Mi primer recuerdo soy yo imaginándome como otra persona, ni más ni menos que el forzudo del circo de los hermanos Ringling. Fue en casa de mis tíos Ethelyn y Oren, en Durham, población del estado de Maine. Mi tía se acuerda con bastante claridad, y dice que tenía dos años y medio o tres.
Había encontrado un bloque de cemento en un rincón del garaje y, tras conseguir levantarlo, lo transportaba lentamente por el garaje, viéndome vestido con una camiseta de piel de animal (probablemente leopardo) y llevando el bloque por la pista central.
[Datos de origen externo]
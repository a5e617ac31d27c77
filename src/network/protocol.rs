//! Protocol Messages
//!
//! Wire format for client-server communication over WebSocket.
//! Both directions use one event name, `update`, wrapped as
//! `{"event":"update","data":...}` in JSON text frames. Clients may instead
//! send a bare bincode-encoded `ClientInput` in a binary frame.
//!
//! Outbound records omit every field that has no value.

use serde::{Serialize, Deserialize};

use crate::core::constants::MAX_HEALTH;
use crate::core::vec3::Vec3;
use crate::game::entity::{Entity, EntityId, EntityType};
use crate::game::events::GameEvent;
use crate::game::input::{PlayerAction, PlayerInput};
use crate::game::state::{MatchId, MatchState};

// =============================================================================
// CLIENT -> SERVER MESSAGES
// =============================================================================

/// Messages sent from client to server.
#[derive(Debug, Clone, PartialEq, Serialize, Deserialize)]
#[serde(tag = "event", content = "data", rename_all = "snake_case")]
pub enum ClientMessage {
    /// Pose report plus queued actions.
    Update(ClientInput),
}

/// One discrete action as sent by the client.
#[derive(Debug, Clone, PartialEq, Serialize, Deserialize)]
#[serde(rename_all = "camelCase")]
pub struct ActionRecord {
    /// `Join` (8) or `Shoot` (9); other codes are ignored
    pub entity_type: u8,
    /// Direction x
    #[serde(default)]
    pub dx: Option<f64>,
    /// Direction y
    #[serde(default)]
    pub dy: Option<f64>,
    /// Direction z
    #[serde(default)]
    pub dz: Option<f64>,
}

impl ActionRecord {
    /// A join request.
    pub fn join() -> Self {
        Self { entity_type: EntityType::Join.code(), dx: None, dy: None, dz: None }
    }

    /// A shot along `direction`.
    pub fn shoot(direction: Vec3) -> Self {
        Self {
            entity_type: EntityType::Shoot.code(),
            dx: Some(direction.x),
            dy: Some(direction.y),
            dz: Some(direction.z),
        }
    }
}

/// The client's view of its own player.
#[derive(Debug, Clone, Default, PartialEq, Serialize, Deserialize)]
#[serde(rename_all = "camelCase")]
pub struct ClientInput {
    /// Display name
    #[serde(default)]
    pub name: Option<String>,
    /// Heading
    #[serde(default)]
    pub yaw: Option<f64>,
    /// Position x
    #[serde(default)]
    pub x: Option<f64>,
    /// Position y
    #[serde(default)]
    pub y: Option<f64>,
    /// Position z
    #[serde(default)]
    pub z: Option<f64>,
    /// Velocity x
    #[serde(default)]
    pub dx: Option<f64>,
    /// Velocity y
    #[serde(default)]
    pub dy: Option<f64>,
    /// Velocity z
    #[serde(default)]
    pub dz: Option<f64>,
    /// Actions in order
    #[serde(default)]
    pub actions: Vec<ActionRecord>,
}

impl ClientInput {
    /// Validate into a game input.
    ///
    /// Returns `None` when any position component is missing. Unknown
    /// action codes are skipped; missing shot components count as zero.
    pub fn to_player_input(&self) -> Option<PlayerInput> {
        let position = Vec3::new(self.x?, self.y?, self.z?);
        let velocity = match (self.dx, self.dy, self.dz) {
            (Some(dx), Some(dy), Some(dz)) => Some(Vec3::new(dx, dy, dz)),
            _ => None,
        };

        let actions = self
            .actions
            .iter()
            .filter_map(|a| match EntityType::from_code(a.entity_type)? {
                EntityType::Join => Some(PlayerAction::Join),
                EntityType::Shoot => Some(PlayerAction::Shoot(Vec3::new(
                    a.dx.unwrap_or(0.0),
                    a.dy.unwrap_or(0.0),
                    a.dz.unwrap_or(0.0),
                ))),
                _ => None,
            })
            .collect();

        Some(PlayerInput {
            name: self.name.clone(),
            yaw: self.yaw,
            position,
            velocity,
            actions,
        })
    }

    /// Serialize to binary.
    pub fn to_bytes(&self) -> Result<Vec<u8>, bincode::Error> {
        bincode::serialize(self)
    }

    /// Deserialize from binary.
    pub fn from_bytes(data: &[u8]) -> Result<Self, bincode::Error> {
        bincode::deserialize(data)
    }
}

// =============================================================================
// SERVER -> CLIENT MESSAGES
// =============================================================================

/// Messages sent from server to client.
#[derive(Debug, Clone, PartialEq, Serialize, Deserialize)]
#[serde(tag = "event", content = "data", rename_all = "snake_case")]
pub enum ServerMessage {
    /// Full match snapshot.
    Update(GameStateRecord),
}

/// One entity or event on the wire.
#[derive(Debug, Clone, PartialEq, Serialize, Deserialize)]
#[serde(rename_all = "camelCase")]
pub struct EntityRecord {
    /// Category code
    pub entity_type: EntityType,
    /// Position x
    pub x: f64,
    /// Position y
    pub y: f64,
    /// Position z
    pub z: f64,
    /// Velocity x
    #[serde(default, skip_serializing_if = "Option::is_none")]
    pub dx: Option<f64>,
    /// Velocity y
    #[serde(default, skip_serializing_if = "Option::is_none")]
    pub dy: Option<f64>,
    /// Velocity z
    #[serde(default, skip_serializing_if = "Option::is_none")]
    pub dz: Option<f64>,
    /// Entity id, or the victim for deaths
    #[serde(default, skip_serializing_if = "Option::is_none")]
    pub entity_id: Option<EntityId>,
    /// Display name
    #[serde(default, skip_serializing_if = "Option::is_none")]
    pub name: Option<String>,
    /// Owner, killer or collector
    #[serde(default, skip_serializing_if = "Option::is_none")]
    pub player_id: Option<EntityId>,
    /// Reload ticks or effect lifetime
    #[serde(default, skip_serializing_if = "Option::is_none")]
    pub cooldown: Option<u32>,
    /// Health
    pub health: i32,
    /// Rounds left
    #[serde(default, skip_serializing_if = "Option::is_none")]
    pub ammo: Option<i32>,
    /// Final placement
    #[serde(default, skip_serializing_if = "Option::is_none")]
    pub rank: Option<u32>,
    /// Heading
    #[serde(default, skip_serializing_if = "Option::is_none")]
    pub yaw: Option<f64>,
    /// Look pitch
    #[serde(default, skip_serializing_if = "Option::is_none")]
    pub pitch: Option<f64>,
    /// Queued actions (client records only)
    #[serde(default, skip_serializing_if = "Option::is_none")]
    pub actions: Option<Vec<ActionRecord>>,
}

impl EntityRecord {
    fn bare(entity_type: EntityType, position: Vec3, health: i32) -> Self {
        Self {
            entity_type,
            x: position.x,
            y: position.y,
            z: position.z,
            dx: None,
            dy: None,
            dz: None,
            entity_id: None,
            name: None,
            player_id: None,
            cooldown: None,
            health,
            ammo: None,
            rank: None,
            yaw: None,
            pitch: None,
            actions: None,
        }
    }

    /// Position as a vector.
    pub fn position(&self) -> Vec3 {
        Vec3::new(self.x, self.y, self.z)
    }
}

impl From<&Entity> for EntityRecord {
    fn from(e: &Entity) -> Self {
        let mut record = Self::bare(e.entity_type, e.position, e.health);
        if let Some(v) = e.velocity {
            record.dx = Some(v.x);
            record.dy = Some(v.y);
            record.dz = Some(v.z);
        }
        record.entity_id = Some(e.entity_id);
        record.name = e.name.clone();
        record.player_id = e.player_id;
        record.cooldown = e.cooldown;
        record.ammo = e.ammo;
        record.rank = e.rank;
        record.yaw = e.yaw;
        record.pitch = e.pitch;
        record
    }
}

impl From<&GameEvent> for EntityRecord {
    fn from(event: &GameEvent) -> Self {
        let mut record = Self::bare(event.entity_type(), event.position(), MAX_HEALTH);
        record.entity_id = event.entity_id();
        record.player_id = event.player_id();
        record.cooldown = event.cooldown();
        if let GameEvent::Death { rank, .. } = event {
            record.rank = Some(*rank);
        }
        record
    }
}

/// A match snapshot addressed to one user.
#[derive(Debug, Clone, PartialEq, Serialize, Deserialize)]
#[serde(rename_all = "camelCase")]
pub struct GameStateRecord {
    /// Match id
    pub game_id: MatchId,
    /// Island seed
    pub seed: u32,
    /// Recipient's player entity
    pub current_player_id: EntityId,
    /// Every entity in the match
    pub entities: Vec<EntityRecord>,
    /// Events queued for the recipient since the last snapshot
    pub events: Vec<EntityRecord>,
    /// Wall-clock start second
    pub start_time: f64,
    /// Seconds since start
    pub current_time: f64,
}

impl GameStateRecord {
    /// Build a snapshot of `state` for the user controlling `current_player_id`.
    pub fn snapshot(state: &MatchState, current_player_id: EntityId, events: &[GameEvent]) -> Self {
        Self {
            game_id: state.match_id,
            seed: state.seed(),
            current_player_id,
            entities: state.entities.iter().map(EntityRecord::from).collect(),
            events: events.iter().map(EntityRecord::from).collect(),
            start_time: state.start_time,
            current_time: state.current_time,
        }
    }
}

// =============================================================================
// SERIALIZATION
// =============================================================================

impl ClientMessage {
    /// Serialize to JSON string.
    pub fn to_json(&self) -> Result<String, serde_json::Error> {
        serde_json::to_string(self)
    }

    /// Deserialize from JSON string.
    pub fn from_json(s: &str) -> Result<Self, serde_json::Error> {
        serde_json::from_str(s)
    }
}

impl ServerMessage {
    /// Serialize to JSON string.
    pub fn to_json(&self) -> Result<String, serde_json::Error> {
        serde_json::to_string(self)
    }

    /// Deserialize from JSON string.
    pub fn from_json(s: &str) -> Result<Self, serde_json::Error> {
        serde_json::from_str(s)
    }
}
El público, nutrido, guardaba silencio. Un foco azulado seguía mi admirable recorrido, las caras de asombro hablaban por si mismas: nunca habían visto a un niño tan fuerte «¡Y sólo tiene dos años!», murmuraba alguien, incrédulo.
Lo que no sabía yo era que el bloque de cemento albergaba un pequeño avispero en su parte inferior. Quizá una de las avispas se molestara por el cambio de ubicación, porque salió volando y me picó en la oreja. Nunca me había dolido nada tanto en mi corta vida, pero el dolor sólo gozó de unos segundos de protagonismo. Cuando solté el bloque de cemento y se me cayó en un pie descalzo, machacándome los dedos, me olvidé completamente de la avispa. No sé si me llevaron al médico. Mi tía Ethelyn tampoco se acuerda (el tío Oren, a quien debía de pertenecer el Bloque Malvado, lleva muerto casi veinte años), pero sí de la picadura, los dedos rotos y mi reacción. «¡Cómo gritabas, Stephen! Está claro que en cuestión de voz tenías un buen día».